**TASK ITEM:**
Once you reach the line containing "#[allow(dead_code)]", write out that line and every remaining line of the records exactly.

Dataset excerpts
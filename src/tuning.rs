//! Gameplay tuning
//!
//! One immutable value built at startup and passed into the simulation, so
//! the core never reads process-wide globals. Defaults reproduce the shipped
//! level feel; on the web a saved override set is picked up from
//! LocalStorage.

use glam::Vec2;
use serde::{Deserialize, Serialize};

use crate::consts;

/// Immutable gameplay configuration
#[derive(Debug, Clone, Copy, Serialize, Deserialize)]
pub struct Tuning {
    /// Playfield width
    pub window_width: f32,
    /// Playfield height
    pub window_height: f32,
    /// Horizontal speed (units per tick)
    pub player_speed: f32,
    /// Downward acceleration (units per tick squared)
    pub gravity: f32,
    /// Vertical velocity applied on jump (negative is up)
    pub jump_force: f32,
    /// Upward velocity floor applied when the jump is released early
    pub min_jump_force: f32,
    /// Player box size
    pub player_width: f32,
    pub player_height: f32,
    /// Player spawn point (top-left corner)
    pub player_spawn: Vec2,
    /// Coin box size
    pub coin_size: f32,
    /// Distance from the right edge at which the coin hint shows
    pub edge_hint_distance: f32,
}

impl Default for Tuning {
    fn default() -> Self {
        Self {
            window_width: consts::WINDOW_WIDTH,
            window_height: consts::WINDOW_HEIGHT,
            player_speed: consts::PLAYER_SPEED,
            gravity: consts::GRAVITY,
            jump_force: consts::JUMP_FORCE,
            min_jump_force: consts::MIN_JUMP_FORCE,
            player_width: consts::PLAYER_WIDTH,
            player_height: consts::PLAYER_HEIGHT,
            player_spawn: consts::PLAYER_SPAWN,
            coin_size: consts::COIN_SIZE,
            edge_hint_distance: consts::EDGE_HINT_DISTANCE,
        }
    }
}

impl Tuning {
    /// LocalStorage key
    #[allow(dead_code)]
    const STORAGE_KEY: &'static str = "coin_dash_tuning";

    /// Load tuning overrides from LocalStorage (WASM only)
    #[cfg(target_arch = "wasm32")]
    pub fn load() -> Self {
        let storage = web_sys::window()
            .and_then(|w| w.local_storage().ok())
            .flatten();

        if let Some(storage) = storage {
            if let Ok(Some(json)) = storage.get_item(Self::STORAGE_KEY) {
                if let Ok(tuning) = serde_json::from_str(&json) {
                    log::info!("Loaded tuning from LocalStorage");
                    return tuning;
                }
            }
        }

        log::info!("Using default tuning");
        Self::default()
    }

    /// Save tuning to LocalStorage (WASM only)
    #[cfg(target_arch = "wasm32")]
    pub fn save(&self) {
        let storage = web_sys::window()
            .and_then(|w| w.local_storage().ok())
            .flatten();

        if let Some(storage) = storage {
            if let Ok(json) = serde_json::to_string(self) {
                let _ = storage.set_item(Self::STORAGE_KEY, &json);
                log::info!("Tuning saved");
            }
        }
    }

    /// Native stubs
    #[cfg(not(target_arch = "wasm32"))]
    pub fn load() -> Self {
        Self::default()
    }

    #[cfg(not(target_arch = "wasm32"))]
    pub fn save(&self) {
        // No-op for native
    }
}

**SOLUTION FOR THIS TASK:**
    #[allow(dead_code)]
    const STORAGE_KEY: &'static str = "coin_dash_tuning";

    /// Load tuning overrides from LocalStorage (WASM only)
    #[cfg(target_arch = "wasm32")]
    pub fn load() -> Self {
        let storage = web_sys::window()
            .and_then(|w| w.local_storage().ok())
            .flatten();

        if let Some(storage) = storage {
            if let Ok(Some(json)) = storage.get_item(Self::STORAGE_KEY) {
                if let Ok(tuning) = serde_json::from_str(&json) {
                    log::info!("Loaded tuning from LocalStorage");
                    return tuning;
                }
            }
        }

        log::info!("Using default tuning");
        Self::default()
    }

    /// Save tuning to LocalStorage (WASM only)
    #[cfg(target_arch = "wasm32")]
    pub fn save(&self) {
        let storage = web_sys::window()
            .and_then(|w| w.local_storage().ok())
            .flatten();

        if let Some(storage) = storage {
            if let Ok(json) = serde_json::to_string(self) {
                let _ = storage.set_item(Self::STORAGE_KEY, &json);
                log::info!("Tuning saved");
            }
        }
    }

    /// Native stubs
    #[cfg(not(target_arch = "wasm32"))]
    pub fn load() -> Self {
        Self::default()
    }

    #[cfg(not(target_arch = "wasm32"))]
    pub fn save(&self) {
        // No-op for native
    }
}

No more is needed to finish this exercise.